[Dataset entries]
○ ○ ○ ○ ○ ○ ○

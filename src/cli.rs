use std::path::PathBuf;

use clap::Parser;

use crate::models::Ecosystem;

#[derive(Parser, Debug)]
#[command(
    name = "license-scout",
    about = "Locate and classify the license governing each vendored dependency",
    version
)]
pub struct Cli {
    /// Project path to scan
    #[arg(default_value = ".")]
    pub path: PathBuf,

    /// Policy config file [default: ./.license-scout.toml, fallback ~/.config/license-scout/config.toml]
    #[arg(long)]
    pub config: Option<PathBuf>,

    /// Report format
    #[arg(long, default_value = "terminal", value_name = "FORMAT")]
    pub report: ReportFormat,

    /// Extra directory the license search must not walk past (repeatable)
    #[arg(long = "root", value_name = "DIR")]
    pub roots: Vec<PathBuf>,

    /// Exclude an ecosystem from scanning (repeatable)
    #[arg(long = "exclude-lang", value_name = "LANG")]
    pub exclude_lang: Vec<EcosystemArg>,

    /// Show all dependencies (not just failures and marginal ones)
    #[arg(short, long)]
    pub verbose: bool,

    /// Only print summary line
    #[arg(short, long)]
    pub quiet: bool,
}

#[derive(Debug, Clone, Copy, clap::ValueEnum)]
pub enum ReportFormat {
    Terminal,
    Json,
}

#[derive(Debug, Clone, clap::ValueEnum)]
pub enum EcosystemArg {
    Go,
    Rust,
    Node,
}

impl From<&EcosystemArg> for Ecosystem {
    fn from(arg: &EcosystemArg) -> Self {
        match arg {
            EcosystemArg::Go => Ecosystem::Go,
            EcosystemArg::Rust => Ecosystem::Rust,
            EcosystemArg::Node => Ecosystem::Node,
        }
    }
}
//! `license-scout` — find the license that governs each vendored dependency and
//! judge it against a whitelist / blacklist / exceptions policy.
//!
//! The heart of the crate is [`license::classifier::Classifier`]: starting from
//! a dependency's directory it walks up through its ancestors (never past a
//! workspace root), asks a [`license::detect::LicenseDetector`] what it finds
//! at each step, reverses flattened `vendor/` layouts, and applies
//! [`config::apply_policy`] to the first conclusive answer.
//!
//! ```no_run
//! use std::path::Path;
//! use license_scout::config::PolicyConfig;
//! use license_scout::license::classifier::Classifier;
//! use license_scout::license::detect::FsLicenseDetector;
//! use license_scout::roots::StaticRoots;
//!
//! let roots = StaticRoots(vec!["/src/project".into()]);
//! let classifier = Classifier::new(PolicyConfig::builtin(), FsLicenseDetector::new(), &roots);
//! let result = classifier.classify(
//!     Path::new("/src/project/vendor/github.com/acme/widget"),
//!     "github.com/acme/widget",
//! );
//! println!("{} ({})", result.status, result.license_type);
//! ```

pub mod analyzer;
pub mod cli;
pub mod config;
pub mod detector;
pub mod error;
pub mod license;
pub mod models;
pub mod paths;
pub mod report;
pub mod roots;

○ ○ ○ ○ ○ ○ ○

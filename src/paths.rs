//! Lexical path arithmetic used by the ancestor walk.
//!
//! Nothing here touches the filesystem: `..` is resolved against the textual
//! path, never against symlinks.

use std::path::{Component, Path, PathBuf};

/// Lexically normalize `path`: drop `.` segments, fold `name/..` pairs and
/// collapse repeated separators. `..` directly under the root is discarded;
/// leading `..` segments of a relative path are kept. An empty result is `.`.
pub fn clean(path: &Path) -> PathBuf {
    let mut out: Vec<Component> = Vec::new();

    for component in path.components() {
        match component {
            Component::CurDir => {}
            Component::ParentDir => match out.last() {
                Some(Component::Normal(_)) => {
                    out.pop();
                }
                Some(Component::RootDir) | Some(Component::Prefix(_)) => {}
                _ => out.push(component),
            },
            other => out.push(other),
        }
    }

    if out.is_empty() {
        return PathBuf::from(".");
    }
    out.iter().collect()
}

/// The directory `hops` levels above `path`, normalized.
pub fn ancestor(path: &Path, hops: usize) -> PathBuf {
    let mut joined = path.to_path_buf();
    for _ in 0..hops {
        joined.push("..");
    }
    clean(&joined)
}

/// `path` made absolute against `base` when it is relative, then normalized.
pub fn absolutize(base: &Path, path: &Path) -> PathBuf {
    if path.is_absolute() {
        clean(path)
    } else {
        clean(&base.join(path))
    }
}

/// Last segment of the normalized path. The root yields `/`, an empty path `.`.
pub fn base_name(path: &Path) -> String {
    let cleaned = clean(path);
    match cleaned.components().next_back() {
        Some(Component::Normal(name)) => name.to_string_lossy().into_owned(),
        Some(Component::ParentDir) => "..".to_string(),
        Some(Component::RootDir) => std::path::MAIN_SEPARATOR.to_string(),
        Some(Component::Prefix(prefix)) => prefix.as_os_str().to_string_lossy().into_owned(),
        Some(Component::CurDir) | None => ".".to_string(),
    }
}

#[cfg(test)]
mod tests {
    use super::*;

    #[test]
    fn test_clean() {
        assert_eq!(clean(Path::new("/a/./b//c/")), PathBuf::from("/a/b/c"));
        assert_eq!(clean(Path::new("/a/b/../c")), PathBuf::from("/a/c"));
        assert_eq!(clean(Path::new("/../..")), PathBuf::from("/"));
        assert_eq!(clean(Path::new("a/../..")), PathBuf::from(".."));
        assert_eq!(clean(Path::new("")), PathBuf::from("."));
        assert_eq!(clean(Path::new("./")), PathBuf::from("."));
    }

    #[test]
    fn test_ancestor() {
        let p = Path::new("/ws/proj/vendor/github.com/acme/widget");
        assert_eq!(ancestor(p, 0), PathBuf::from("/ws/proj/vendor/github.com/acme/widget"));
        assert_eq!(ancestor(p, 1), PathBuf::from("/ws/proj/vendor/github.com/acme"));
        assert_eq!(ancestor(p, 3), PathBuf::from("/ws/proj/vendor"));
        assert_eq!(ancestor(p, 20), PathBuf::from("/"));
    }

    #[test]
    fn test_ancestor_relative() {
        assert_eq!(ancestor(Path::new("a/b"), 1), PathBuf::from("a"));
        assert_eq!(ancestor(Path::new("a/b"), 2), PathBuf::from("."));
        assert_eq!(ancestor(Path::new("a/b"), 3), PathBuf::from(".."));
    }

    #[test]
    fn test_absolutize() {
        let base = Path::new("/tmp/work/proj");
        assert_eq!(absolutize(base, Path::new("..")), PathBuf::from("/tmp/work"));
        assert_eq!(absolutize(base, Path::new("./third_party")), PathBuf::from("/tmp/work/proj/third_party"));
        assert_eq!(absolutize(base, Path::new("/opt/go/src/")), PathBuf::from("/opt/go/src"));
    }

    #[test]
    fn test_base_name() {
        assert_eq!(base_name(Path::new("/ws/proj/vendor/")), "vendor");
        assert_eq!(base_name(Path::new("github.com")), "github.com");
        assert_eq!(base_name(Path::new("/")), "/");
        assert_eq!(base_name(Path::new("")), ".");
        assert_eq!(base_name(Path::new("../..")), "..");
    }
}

○ ○ ○ ○ ○ ○ ○

Work out how many lines in the records above contain the word "never". State only that number.

**Response for this exercise**
2